Момент упущен. Но что случилось в торжественной тишине до того, как дал знать о себе мочевой пузырь Келтнера? Безусловно, что-то всколыхнулось. Глядя, как солнце соприкасается с водной гладью, я оживился и ощутил покалывание кожи. В необъятности океана, в его непроглядной глубине, казалось, таится некий смысл. 

Тут можно было бы закончить мой рассказ о встрече с охватившим меня трепетом — невесть откуда взявшемся, глубоком и непостижимом. Однако я предчувствовал возражения Келтнера. 

Последние двадцать лет Келтнер, преподающий психологию в Калифорнийском университете в Беркли, руководит научным движением по определению сложного и крайне мало изученного эмоционального состояния. Его последняя книга «Благоговение» (Awe) описывает два десятилетия исследований и приводит к радикальному заключению: как вполне конкретное состояние души, ощущение величественности мира — это универсальное средство, эволюционный ключ к процветанию общества.

В обычный день можно оказаться в месте вроде Пойнт Рейес и ощутить не более чем легкость на душе. Но даже пойманное хотя бы на миг благоговение имеет свои плоды. Сторонники этой новой науки считают, что путь к физическому и душевному благополучию лежит через восхищение величественным. Направляя наше внимание в мир вовне и расширяя восприятие времени, оно борется с замыканием на себе, с нарциссизмом, ставшим истоком многих зол в наше время. Мы становимся здоровее и счастливее, открываясь этому трепету.

Озарение, посетившее меня на смотровой площадке — это фундамент религиозной преданности и источник человеческого любопытства. Это чувство, которое вдохновляет нас искать новое, созерцать и создавать искусство, собираться на празднования, поклонения и траур.

В книге Келтнера говорится, что «краткие моменты благоговения, как ничто иное, полезны для разума и тела».

Келтнер снова появился рядом со мной на откосе. «Ну что, продолжим?» — спросил он. 

Поиск благоговения в величии повседневности 1
Дачер Келтнер в эвкалиптовой роще кампуса Беркли. (Лукас Фолья для Noema Magazine)

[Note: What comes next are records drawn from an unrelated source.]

use std::path::PathBuf;

use thiserror::Error;

use crate::store::backend::StorageKey;

/// Failures that abort a store operation and reach the caller.
#[derive(Debug, Error)]
pub enum StorageError {
    #[error("failed to read {key} from storage: {source}")]
    Read {
        key: StorageKey,
        #[source]
        source: anyhow::Error,
    },
    #[error("failed to write {key} to storage: {source}")]
    Write {
        key: StorageKey,
        #[source]
        source: anyhow::Error,
    },
    #[error("failed to serialize {what}: {source}")]
    Serialize {
        what: &'static str,
        #[source]
        source: serde_json::Error,
    },
    #[error("there is no document to save")]
    NoDocument,
}

impl StorageError {
    /// Message shown in the store's `error` field.
    pub fn user_message(&self) -> String {
        match self {
            StorageError::Read { .. } => "Saved data could not be read.".to_string(),
            StorageError::Write { .. } | StorageError::Serialize { .. } => {
                "Changes could not be saved on this device.".to_string()
            }
            StorageError::NoDocument => "There is no open form to save.".to_string(),
        }
    }
}

/// Recoverable problems reported alongside a successful operation.
#[derive(Debug, Clone, PartialEq, Eq)]
pub enum StorageWarning {
    /// Stored text for `key` could not be parsed and was treated as empty.
    CorruptEntry { key: StorageKey, detail: String },
}

/// Secondary file mirror failures. Logged, never surfaced.
#[derive(Debug, Error)]
pub enum MirrorError {
    #[error("failed to create mirror directory {path}: {source}")]
    CreateDir {
        path: PathBuf,
        #[source]
        source: std::io::Error,
    },
    #[error("failed to write mirror file {path}: {source}")]
    WriteFile {
        path: PathBuf,
        #[source]
        source: std::io::Error,
    },
    #[error("failed to remove mirror file {path}: {source}")]
    RemoveFile {
        path: PathBuf,
        #[source]
        source: std::io::Error,
    },
    #[error("document id {id:?} cannot be used as a mirror file name")]
    UnsafeDocumentId { id: String },
    #[error("failed to serialize mirror entry: {0}")]
    Serialize(#[from] serde_json::Error),
}
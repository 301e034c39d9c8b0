pub mod document;
pub mod photo;
pub mod result;

pub use document::{
    dedupe_catalog, upsert_by_id, ExternalEvent, GeneralInfo, GeoLocation, Inspection,
    MeasurementDocument, MeasurementPoint, PlanarCoordinates, QualitativeData, Reading,
    TechnicalInfo, WeatherConditions, WorkOrder,
};
pub use photo::{Photo, PhotoKind};
pub use result::{
    AmbientData, EmissionData, ImmissionData, MeasurementResult, ResultKey, ResultPayload,
    ResultType, Schedule, SonometryData,
};
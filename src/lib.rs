pub mod db;
pub mod error;
pub mod models;
pub mod settings;
pub mod store;
mod utils;

#[cfg(test)]
mod test_support;

use std::{path::Path, sync::Arc};

use anyhow::Context;

pub use db::Database;
pub use error::{MirrorError, StorageError, StorageWarning};
pub use models::MeasurementDocument;
pub use settings::{SettingsStore, StoreSettings};
pub use store::{MeasurementStore, MutationOutcome, SavePolicy};
pub use utils::logging::init_logging;

/// Opens the store rooted at `app_data_dir`: settings from `settings.json`
/// (with environment overrides), the SQLite file and, when enabled, the
/// filesystem mirror. Must be called inside a tokio runtime.
pub fn open_store(app_data_dir: &Path) -> anyhow::Result<MeasurementStore<Database>> {
    std::fs::create_dir_all(app_data_dir).with_context(|| {
        format!(
            "Failed to create app data directory {}",
            app_data_dir.display()
        )
    })?;

    let settings_store = SettingsStore::new(app_data_dir.join("settings.json"))?;
    let settings = settings_store.settings().with_env_overrides();

    let database = Database::new(app_data_dir.join(&settings.database_file))?;
    let mirror = settings
        .mirror_base(app_data_dir)
        .map(store::FileMirror::new);

    log::info!(
        "Opened measurement store at {} (debounce {} ms, mirror {})",
        database.path().display(),
        settings.debounce_ms,
        mirror
            .as_ref()
            .map_or_else(|| "off".to_string(), |m| m.root().display().to_string())
    );

    Ok(MeasurementStore::new(
        Arc::new(database),
        mirror,
        settings.quiet_period(),
    ))
}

Слово awe определяется в словарях как «непреодолимое чувство благоговения, восхищения, трепета, вызываемое чем-то величественным, возвышенным, чрезвычайно могущественным. Оно происходит от древнескандинавского agi и староанглийского ege — оба слова означали формы страха. Его производная в современном английском выражает более оттеночную эмоцию, в которой средневековый ужас перекликается с чувством удовольствия, близкому к эйфории, преисполненности. 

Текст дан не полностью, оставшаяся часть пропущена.